Offset as an art medium

Photo offset lithography. Joan Lyons. Untitled, from the portfolio Presences. 1980. 22 1/4 x 16 1/2" (56.5 x 41.9 cm). The Museum of Modern Art, New York. Gift of Richard Benson © Joan Lyons. Lyons is one of relatively few artists who have championed photo offset as a creative medium. This multipass print was derived from a twenty-by-twenty-four-inch Polaroid.

Not too many artists use photo offset lithography as their primary medium. I am one, having done my best work in ink on a single-color offset press (long since junked). Joan Lyons, who made the picture on the left, is another. Syl Labrot—now dead—did remarkable color work in offset, and Lyons, Labrot, Scott Hyde, and Carl Sesto pretty much make up the group I know about. I am sure there are others out there but probably not too many. This is not surprising, because production offset presses are large, expensive, dirty, and dangerous. They had one at Yale in the ’70s, in the graduate design department, but it nearly scalped a student once and they had to get rid of it.
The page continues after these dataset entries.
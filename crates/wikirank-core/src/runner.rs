//! Main runner: one full ETL pass from input CSV to output directory

use std::path::{Path, PathBuf};
use std::time::{Duration, Instant};

use anyhow::{Context, Result};

use crate::config::Config;
use crate::driver;
use crate::manifest::{MANIFEST_FILE, ManifestCounts, RunManifest};
use crate::progress::{ChunkProgress, ProgressContext, fmt_num};
use crate::report::{Report, SUMMARY_FILES, WrittenTable};
use crate::session::AggregationSession;
use crate::sink::{JsonlSink, RECORDS_FILE, RecordSink, cleanup_tmp_files, is_valid_parquet};
use crate::source::{CsvSource, NaValues, RowSource};

/// Pipeline execution summary
#[derive(Debug)]
pub struct RunSummary {
    pub output_dir: PathBuf,
    pub rows_read: u64,
    pub rows_without_language: u64,
    pub rows_rankable: u64,
    pub languages: usize,
    pub chunks: usize,
    pub topk_entries: usize,
    pub jsonl_bytes: u64,
    pub tables: Vec<WrittenTable>,
    pub content_hash: String,
    pub elapsed: Duration,
}

/// Run the ETL pipeline.
///
/// Columns are resolved before anything in the output directory is touched,
/// so a wrong input file leaves the previous outputs in place.
pub fn run(config: &Config, progress: &ProgressContext) -> Result<RunSummary> {
    let start = Instant::now();
    config.validate()?;

    let mut source = CsvSource::open(
        &config.input,
        &config.columns,
        NaValues::new(&config.na_values),
    )
    .with_context(|| format!("Failed to open {}", config.input.display()))?;
    log::info!("Detected columns: {:?}", source.headers());
    let idx = source.indices();
    log::info!("Column mapping:");
    log::info!(" lang    <- {} (#{})", config.columns.language, idx.language);
    log::info!(" title   <- {} (#{})", config.columns.title, idx.title);
    log::info!(" page_id <- {} (#{})", config.columns.page_id, idx.page_id);
    log::info!(" quality <- {} (#{})", config.columns.quality, idx.quality);

    std::fs::create_dir_all(&config.output_dir).context("Failed to create output directory")?;
    remove_stale_outputs(&config.output_dir)?;

    let mut sink = JsonlSink::create(&config.output_dir).context("Failed to create JSONL sink")?;
    let mut session = AggregationSession::new(&config.params);
    let chunk_progress = ChunkProgress::new(progress.input_bar(source.total_bytes()));

    let drive_stats = driver::drive(
        &mut source,
        &mut session,
        &mut sink,
        config.params.chunk_size,
        &chunk_progress,
    )
    .context("Chunk processing failed")?;

    let sink_stats = sink.finish().context("Failed to finalize JSONL output")?;
    let languages = session.language_count();
    let result = session.finish();

    let report = Report::build(&result);
    let mut tables = report
        .write_tables(&config.output_dir)
        .context("Failed to write summary tables")?;
    if config.parquet {
        let parquet_tables = report
            .write_parquet(&config.output_dir, config.zstd_level)
            .context("Failed to write Parquet summary tables")?;
        for table in &parquet_tables {
            if !is_valid_parquet(&table.path) {
                anyhow::bail!("Parquet footer check failed: {}", table.path.display());
            }
        }
        tables.extend(parquet_tables);
    }

    let mut outputs = vec![RECORDS_FILE.to_string()];
    outputs.extend(tables.iter().filter_map(|t| file_name(&t.path)));
    let counts = ManifestCounts {
        rows_read: drive_stats.rows_read,
        rows_without_language: result.stats.rows_without_language,
        languages,
        chunks: drive_stats.chunks,
        topk_entries: report.topk.len(),
    };
    let manifest = RunManifest::build(
        &config.output_dir,
        &outputs,
        &config.input,
        &config.params,
        counts,
    )?;
    manifest.write_to(&config.output_dir)?;

    let summary = RunSummary {
        output_dir: config.output_dir.clone(),
        rows_read: drive_stats.rows_read,
        rows_without_language: result.stats.rows_without_language,
        rows_rankable: result.stats.rows_rankable,
        languages,
        chunks: drive_stats.chunks,
        topk_entries: report.topk.len(),
        jsonl_bytes: sink_stats.bytes_written,
        tables,
        content_hash: manifest.content_hash,
        elapsed: start.elapsed(),
    };

    log::info!(
        "ETL done: {} rows, {} languages in {:.1}s -> {}",
        fmt_num(summary.rows_read),
        summary.languages,
        summary.elapsed.as_secs_f64(),
        summary.output_dir.display()
    );
    if summary.rows_without_language > 0 {
        log::warn!(
            "{} rows had no language and were left out of the summaries",
            fmt_num(summary.rows_without_language)
        );
    }

    Ok(summary)
}

/// Delete outputs of a previous run so nothing stale survives a partial rerun.
pub fn remove_stale_outputs(dir: &Path) -> Result<()> {
    let names = std::iter::once(RECORDS_FILE)
        .chain(SUMMARY_FILES.iter().copied())
        .chain(std::iter::once(MANIFEST_FILE));
    for name in names {
        let path = dir.join(name);
        if path.exists() {
            log::warn!("Removing previous output: {}", path.display());
            std::fs::remove_file(&path)
                .with_context(|| format!("Failed to remove {}", path.display()))?;
        }
    }
    cleanup_tmp_files(dir).context("Failed to clean tmp files")?;
    Ok(())
}

fn file_name(path: &Path) -> Option<String> {
    path.file_name().map(|n| n.to_string_lossy().into_owned())
}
One has to be extremely careful around sticky ink moving on rotary cylinders at high speed. As if this wasn’t bad enough, the artist using this medium also needs to have a copy camera, vacuum frame, arc lamp, and tons of other bits and pieces to have a functioning offset shop.

Photo offset lithography. Scott Hyde. Folded cellophane – Polarized x 3. 1966. 8 1/2 x 4 3/4" (21.6 x 12 cm) © Scott Hyde.

It is unfortunate that the artist using offset is so rare, because it is a great medium. Ink can be piled up in multiple layers, editions in the few hundreds are easy, and if the inks are chosen carefully, work made this way can be extremely permanent. Small art shops exist for intaglio processes, stone lithography, and fancy letterpress, and some even have offset proof presses on hand, but the pure-offset art shop never really happened. It is even less likely today, because the new digital printing technologies lend themselves beautifully to atelier-scale work. A big inkjet printer, high-end Macintosh computer, and flatbed scanner together cost a fraction of the investment needed for a new offset press. A tremendous number of older presses are out there in daily use, but ultimately offset will most likely fade away except for large-edition work, done by web printing, and substantial book projects that can justify the initial investment in preparatory work. Maybe fine little two- or four-color presses will then be available cheap, and perhaps a few enterprising souls will grab them and set up private shops, to make art with this great medium even as the digital revolution takes over.

Photo offset press sheet. Carl Sesto. Press sheet. 1994. 15 3/4 x 11 1/4" (40 x 28.6 cm). From Ordinary Events (Boston: SMFA Press, 1994). The Museum of Modern Art, New York. Gift of Richard Benson © Carl Sesto. This uncut press sheet shows four pages of a book printed by the artist himself on a small offset press.

A good friend of mine has a printing company with, hidden away among the behemoths, a beautiful little nineteen-by-twenty-five-inch, five-color Heidelberg press. Every time I visit him I make a point of walking by that press to see if they are still using it. When new it must have cost upwards of $500,000, but once obsolete, it won’t be worth a nickel. The last time I visited the plant I surreptitiously paced off the length of the machine to see just how much room it took. I could just manage to fit it into my basement workroom.